_Directions_: Of the entries that follow, how many lines hold the word "zoom"? Reply with the number only.

_Data to use_:
————————

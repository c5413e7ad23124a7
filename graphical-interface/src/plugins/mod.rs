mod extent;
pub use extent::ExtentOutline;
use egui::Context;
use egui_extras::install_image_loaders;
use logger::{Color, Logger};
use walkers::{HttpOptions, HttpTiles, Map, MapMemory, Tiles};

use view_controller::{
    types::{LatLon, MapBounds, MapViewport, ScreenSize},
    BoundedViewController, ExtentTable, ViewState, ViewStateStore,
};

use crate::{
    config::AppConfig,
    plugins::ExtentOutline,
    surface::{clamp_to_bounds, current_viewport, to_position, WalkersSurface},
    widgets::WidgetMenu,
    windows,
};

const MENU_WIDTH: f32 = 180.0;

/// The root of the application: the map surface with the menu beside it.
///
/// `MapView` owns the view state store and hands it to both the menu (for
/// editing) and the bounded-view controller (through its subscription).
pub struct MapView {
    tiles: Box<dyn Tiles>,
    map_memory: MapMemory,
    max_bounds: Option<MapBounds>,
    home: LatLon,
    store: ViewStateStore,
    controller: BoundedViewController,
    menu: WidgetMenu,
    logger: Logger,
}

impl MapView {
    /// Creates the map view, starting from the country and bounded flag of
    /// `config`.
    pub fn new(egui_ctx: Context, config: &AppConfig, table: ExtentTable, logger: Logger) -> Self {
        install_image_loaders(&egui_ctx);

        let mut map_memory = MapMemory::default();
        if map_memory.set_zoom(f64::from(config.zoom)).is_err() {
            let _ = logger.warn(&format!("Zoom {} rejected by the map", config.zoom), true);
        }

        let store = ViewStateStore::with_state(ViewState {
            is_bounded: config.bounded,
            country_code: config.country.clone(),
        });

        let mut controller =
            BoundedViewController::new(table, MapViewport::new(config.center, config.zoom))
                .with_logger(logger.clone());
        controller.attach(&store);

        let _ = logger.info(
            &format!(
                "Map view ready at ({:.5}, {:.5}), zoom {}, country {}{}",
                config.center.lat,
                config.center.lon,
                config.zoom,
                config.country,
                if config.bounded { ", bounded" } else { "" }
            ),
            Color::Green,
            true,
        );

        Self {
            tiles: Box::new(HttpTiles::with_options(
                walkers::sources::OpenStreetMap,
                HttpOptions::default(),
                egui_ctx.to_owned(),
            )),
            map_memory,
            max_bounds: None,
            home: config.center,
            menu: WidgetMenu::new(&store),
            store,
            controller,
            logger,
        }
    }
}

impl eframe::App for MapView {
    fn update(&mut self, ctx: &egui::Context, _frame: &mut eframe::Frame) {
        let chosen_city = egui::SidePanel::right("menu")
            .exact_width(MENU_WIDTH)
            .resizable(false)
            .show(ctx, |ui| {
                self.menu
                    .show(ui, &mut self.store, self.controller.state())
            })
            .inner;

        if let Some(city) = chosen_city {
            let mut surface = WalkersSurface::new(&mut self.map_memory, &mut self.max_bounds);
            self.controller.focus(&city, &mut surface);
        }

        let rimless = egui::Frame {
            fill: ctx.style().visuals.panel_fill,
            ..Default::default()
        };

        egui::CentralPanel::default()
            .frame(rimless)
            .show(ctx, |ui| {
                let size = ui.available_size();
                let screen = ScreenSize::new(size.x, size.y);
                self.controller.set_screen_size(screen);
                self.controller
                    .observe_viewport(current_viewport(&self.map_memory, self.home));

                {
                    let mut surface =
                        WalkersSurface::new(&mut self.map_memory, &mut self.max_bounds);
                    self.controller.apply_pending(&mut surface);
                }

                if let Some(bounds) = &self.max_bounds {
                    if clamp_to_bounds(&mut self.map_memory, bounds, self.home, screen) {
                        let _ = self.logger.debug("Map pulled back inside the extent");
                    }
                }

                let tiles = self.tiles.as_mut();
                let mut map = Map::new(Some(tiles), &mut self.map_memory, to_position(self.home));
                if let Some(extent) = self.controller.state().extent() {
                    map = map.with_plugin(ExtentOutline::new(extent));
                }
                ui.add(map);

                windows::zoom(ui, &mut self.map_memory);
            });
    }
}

————————

_Your solution_: 6